4. 【全体・男女別】公的年金受給者の「平均年金月額」はいくら?
ここからは厚生年金・国民年金の年金月額階級別受給権者数から、男女別の受給額を確認していきます。
4.1 厚生年金の平均月額
- 〈全体〉平均年金月額:14万3973円
- 〈男性〉平均年金月額:16万3875円
- 〈女性〉平均年金月額:10万4878円
※国民年金部分を含む
4.2 国民年金(老齢基礎年金)の平均月額
- 〈全体〉平均年金月額:5万6316円
- 〈男性〉平均年金月額:5万8798円
- 〈女性〉平均年金月額:5万4426円
厚生年金の平均受給額は月額約14万円、国民年金は月額約5万円でした。
国民年金には男女差は見られませんが、厚生年金では約6万円の差が存在します。
この背景にある事情として、共働き世帯ならではの難しさが挙げられます。
4.3 6歳未満の子どもを持つ「共働き夫婦世帯」における妻の家事負担割合は7割超え
内閣府「男女共同参画白書 令和5年版」によると、6歳未満の子どもを持つ共働き夫婦世帯における妻の家事負担割合は77.4%でした。

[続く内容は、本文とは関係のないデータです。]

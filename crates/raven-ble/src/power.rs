//! Power / duty-cycle modes (design spec §4.5 "Scanning & power").

/// Coarse power state the host application is in.
#[derive(Clone, Copy, Debug, PartialEq, Eq, Hash)]
pub enum PowerMode {
    Foreground,
    Background,
    Idle,
}

/// The scan/connection policy a [`PowerMode`] maps to.
#[derive(Clone, Copy, Debug, PartialEq, Eq)]
pub struct DutyCycle {
    pub scan_window_ms: u32,
    pub scan_interval_ms: u32,
    pub max_connections: usize,
    pub duty_cycle_on: bool,
}

fn duty_cycle_for(mode: PowerMode) -> DutyCycle {
    match mode {
        PowerMode::Foreground => {
            DutyCycle { scan_window_ms: 300, scan_interval_ms: 300, max_connections: 20, duty_cycle_on: false }
        }
        PowerMode::Background => {
            DutyCycle { scan_window_ms: 300, scan_interval_ms: 2_000, max_connections: 8, duty_cycle_on: true }
        }
        PowerMode::Idle => {
            DutyCycle { scan_window_ms: 100, scan_interval_ms: 10_000, max_connections: 2, duty_cycle_on: true }
        }
    }
}

/// Tracks the current power mode and decides whether a requested
/// transition actually changes the duty-cycle policy.
pub struct PowerManager {
    mode: PowerMode,
}

impl PowerManager {
    pub fn new(initial: PowerMode) -> Self {
        Self { mode: initial }
    }

    pub fn mode(&self) -> PowerMode {
        self.mode
    }

    pub fn duty_cycle(&self) -> DutyCycle {
        duty_cycle_for(self.mode)
    }

    /// Transition to `mode`. Returns `true` if scanning should restart
    /// (the duty-cycle policy actually changed), `false` if this is a
    /// no-op transition that must not thrash the radio.
    pub fn transition(&mut self, mode: PowerMode) -> bool {
        let changed = duty_cycle_for(mode) != duty_cycle_for(self.mode);
        self.mode = mode;
        changed
    }
}

impl Default for PowerManager {
    fn default() -> Self {
        Self::new(PowerMode::Foreground)
    }
}
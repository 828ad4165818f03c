//! Integration test crate for the Raven mesh/Nostr chat protocol.
//!
//! This crate has no library code — it only contains integration tests
//! that exercise end-to-end protocol flows across multiple workspace crates.
//!
//! Run all integration tests:
//! ```sh
//! cargo test -p raven-integration-tests -- --ignored
//! ```
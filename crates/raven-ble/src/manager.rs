//! `ConnectionManager`: wires the connection table and power manager to a
//! [`BleAdapter`], and drives per-address connection retry with backoff
//! (design spec §4.5 "Retries").

use std::collections::HashMap;

use raven_types::PeerId;
use tracing::debug;

use crate::adapter::BleAdapter;
use crate::connection::{ConnectionCaps, ConnectionEntry, ConnectionTable, DeviceAddress};
use crate::power::{PowerManager, PowerMode};
use crate::{BleError, Result};

/// Delay before the first retry of a failed connection attempt.
pub const CONNECTION_RETRY_DELAY_MS: u64 = 2_000;

/// Give up on a device address after this many consecutive failures.
pub const MAX_CONNECTION_ATTEMPTS: u32 = 5;

#[derive(Clone, Debug)]
struct RetryState {
    attempts: u32,
    last_attempt_ms: u64,
}

/// Tracks per-address retry state and decides when the next attempt is due.
#[derive(Default)]
struct RetryTracker {
    state: HashMap<DeviceAddress, RetryState>,
}

impl RetryTracker {
    fn backoff_ms(attempts: u32) -> u64 {
        CONNECTION_RETRY_DELAY_MS.saturating_mul(1u64 << attempts.min(6))
    }

    fn record_failure(&mut self, address: &str, now_ms: u64) {
        let entry = self.state.entry(address.to_string()).or_insert(RetryState { attempts: 0, last_attempt_ms: now_ms });
        entry.attempts += 1;
        entry.last_attempt_ms = now_ms;
    }

    fn record_success(&mut self, address: &str) {
        self.state.remove(address);
    }

    /// Whether a reconnect attempt against `address` is due at `now_ms`.
    /// An address past [`MAX_CONNECTION_ATTEMPTS`] is only retried again
    /// once its entry has expired (2x the retry window with no attempts).
    fn should_attempt(&self, address: &str, now_ms: u64) -> bool {
        match self.state.get(address) {
            None => true,
            Some(retry) => {
                let due_at = retry.last_attempt_ms + Self::backoff_ms(retry.attempts);
                if retry.attempts >= MAX_CONNECTION_ATTEMPTS {
                    let expires_at = retry.last_attempt_ms + 2 * Self::backoff_ms(retry.attempts);
                    now_ms >= expires_at
                } else {
                    now_ms >= due_at
                }
            }
        }
    }

    /// Drop retry entries whose expiry (2x the retry window) has passed,
    /// resetting their attempt counter.
    fn evict_expired(&mut self, now_ms: u64) {
        self.state.retain(|_, retry| {
            let expires_at = retry.last_attempt_ms + 2 * Self::backoff_ms(retry.attempts);
            now_ms < expires_at
        });
    }
}

/// Drives both GATT roles, the connection table, cap enforcement and
/// retry/backoff, against a concrete [`BleAdapter`].
pub struct ConnectionManager<A: BleAdapter> {
    adapter: A,
    table: ConnectionTable,
    power: PowerManager,
    retries: RetryTracker,
    next_gatt_handle: u64,
}

impl<A: BleAdapter> ConnectionManager<A> {
    pub fn new(adapter: A, caps: ConnectionCaps) -> Self {
        Self {
            adapter,
            table: ConnectionTable::new(caps),
            power: PowerManager::default(),
            retries: RetryTracker::default(),
            next_gatt_handle: 1,
        }
    }

    pub fn table(&self) -> &ConnectionTable {
        &self.table
    }

    pub fn power_mode(&self) -> PowerMode {
        self.power.mode()
    }

    /// Switch power mode, restarting scanning only if the duty cycle
    /// policy actually changed.
    pub async fn set_power_mode(&mut self, mode: PowerMode) -> Result<()> {
        if self.power.transition(mode) {
            self.adapter.stop_scanning().await?;
            self.adapter.start_scanning(self.power.duty_cycle()).await?;
        }
        Ok(())
    }

    pub async fn start(&mut self) -> Result<()> {
        self.adapter.start_advertising().await?;
        self.adapter.start_scanning(self.power.duty_cycle()).await?;
        Ok(())
    }

    /// Attempt to connect to a discovered device, respecting backoff.
    /// Returns `Ok(false)` if no attempt was due yet.
    pub async fn connect(&mut self, address: &str, now_ms: u64) -> Result<bool> {
        if !self.retries.should_attempt(address, now_ms) {
            return Ok(false);
        }

        match self.adapter.connect(address).await {
            Ok(handle) => {
                self.retries.record_success(address);
                self.table.insert(ConnectionEntry {
                    address: address.to_string(),
                    is_client: true,
                    connected_at_ms: now_ms,
                    rssi: None,
                    gatt_handle: handle,
                    mtu: None,
                });
                self.enforce_caps(now_ms).await?;
                Ok(true)
            }
            Err(err) => {
                debug!(address = %address, error = %err, "connection attempt failed");
                self.retries.record_failure(address, now_ms);
                Err(err)
            }
        }
    }

    /// Record an inbound server-side connection (the remote device
    /// connected to us as peripheral client).
    pub fn accept_server_connection(&mut self, address: &str, now_ms: u64) {
        let handle = self.next_gatt_handle;
        self.next_gatt_handle += 1;
        self.table.insert(ConnectionEntry {
            address: address.to_string(),
            is_client: false,
            connected_at_ms: now_ms,
            rssi: None,
            gatt_handle: handle,
            mtu: None,
        });
    }

    /// Bind the peer_id learned from a first announce on `address`.
    pub fn bind_peer(&mut self, address: &str, peer_id: PeerId) {
        self.table.bind_peer(address, peer_id);
    }

    pub async fn disconnect(&mut self, address: &str) -> Result<()> {
        self.adapter.disconnect(address).await?;
        self.table.disconnect(address);
        Ok(())
    }

    pub fn update_rssi(&mut self, address: &str, rssi: i16) {
        self.table.update_rssi(address, rssi);
    }

    /// Write `data` to every connected device (both GATT client writes and
    /// server notifications).
    pub async fn broadcast(&self, data: &[u8]) -> Result<()> {
        for entry in self.table.all() {
            self.adapter.write(&entry.address, data).await?;
        }
        Ok(())
    }

    /// Write `data` to one address bound to `peer_id`, preferring a
    /// direct client link.
    pub async fn send_to_peer(&self, peer_id: &PeerId, data: &[u8]) -> Result<()> {
        let addresses = self.table.addresses_for_peer(peer_id);
        let address = addresses.first().ok_or_else(|| BleError::PeerUnreachable(hex::encode(peer_id)))?;
        self.adapter.write(address, data).await
    }

    /// Disconnect the oldest client connections to get back under caps,
    /// and evict retry entries past their expiry window.
    async fn enforce_caps(&mut self, now_ms: u64) -> Result<()> {
        for address in self.table.overflow_client_addresses() {
            debug!(address = %address, "disconnecting oldest client to stay under caps");
            self.adapter.disconnect(&address).await?;
            self.table.disconnect(&address);
        }
        self.retries.evict_expired(now_ms);
        Ok(())
    }
}

#[cfg(test)]
mod tests {
    use super::*;
    use crate::adapter::MockBleAdapter;

    #[tokio::test]
    async fn connect_registers_a_client_connection() {
        let mut manager = ConnectionManager::new(MockBleAdapter::new(), ConnectionCaps::default());
        assert!(manager.connect("AA:BB", 0).await.unwrap());
        assert_eq!(manager.table().len(), 1);
    }

    #[tokio::test]
    async fn backoff_blocks_immediate_retry_after_failure() {
        struct FailingAdapter(MockBleAdapter);
        impl BleAdapter for FailingAdapter {
            async fn start_advertising(&self) -> Result<()> {
                self.0.start_advertising().await
            }
            async fn stop_advertising(&self) -> Result<()> {
                self.0.stop_advertising().await
            }
            async fn start_scanning(&self, duty_cycle: crate::power::DutyCycle) -> Result<()> {
                self.0.start_scanning(duty_cycle).await
            }
            async fn stop_scanning(&self) -> Result<()> {
                self.0.stop_scanning().await
            }
            async fn connect(&self, _address: &str) -> Result<u64> {
                Err(BleError::Adapter("simulated failure".into()))
            }
            async fn disconnect(&self, address: &str) -> Result<()> {
                self.0.disconnect(address).await
            }
            async fn write(&self, address: &str, data: &[u8]) -> Result<()> {
                self.0.write(address, data).await
            }
        }

        let mut manager = ConnectionManager::new(FailingAdapter(MockBleAdapter::new()), ConnectionCaps::default());
        assert!(manager.connect("AA:BB", 0).await.is_err());
        // Immediately retrying is not yet due.
        assert!(!manager.retries.should_attempt("AA:BB", 0));
        assert!(manager.retries.should_attempt("AA:BB", CONNECTION_RETRY_DELAY_MS * 2));
    }

    #[tokio::test]
    async fn power_mode_transition_restarts_scanning_only_on_change() {
        let mut manager = ConnectionManager::new(MockBleAdapter::new(), ConnectionCaps::default());
        manager.set_power_mode(PowerMode::Foreground).await.unwrap();
        manager.set_power_mode(PowerMode::Background).await.unwrap();
        assert_eq!(manager.power_mode(), PowerMode::Background);
    }

    #[tokio::test]
    async fn overflow_disconnects_oldest_client_when_over_cap() {
        let caps = ConnectionCaps { max_overall: 10, max_client: 1, max_server: 10 };
        let mut manager = ConnectionManager::new(MockBleAdapter::new(), caps);
        manager.connect("OLD", 0).await.unwrap();
        manager.connect("NEW", 100).await.unwrap();
        assert_eq!(manager.table().len(), 1);
        assert!(manager.table().get("NEW").is_some());
    }

    #[tokio::test]
    async fn send_to_peer_fails_when_unreachable() {
        let manager = ConnectionManager::new(MockBleAdapter::new(), ConnectionCaps::default());
        let result = manager.send_to_peer(&[9u8; 8], b"hi").await;
        assert!(matches!(result, Err(BleError::PeerUnreachable(_))));
    }
}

同資料に記載されている「1日の時間の使い方」をみても、家事関連の割合が男性よりも比較的大きい様子が見受けられます。
女性のなかには出産、育児休暇、時短勤務などでキャリアが中断されてしまう方もいます。
こうしたライフプランの変化が、厚生年金の加入期間の短縮に起因していると考えられるでしょう。
時代の変遷とともに働き方・収入や意識が変わってきてはいますが、完全な格差解消にはまだ時間がかかりそうです。
5. まとめにかえて
今回は、年金の調査結果、現代シニアの年齢・男女別年金受給状況、そして男女の共同参画社会に向けた課題を見てきました。
社会全体として、女性が働きやすい環境を整える機運は高まってきてはいますが、完全な男女平等にはまだまだ多くの時間がかかりそうです。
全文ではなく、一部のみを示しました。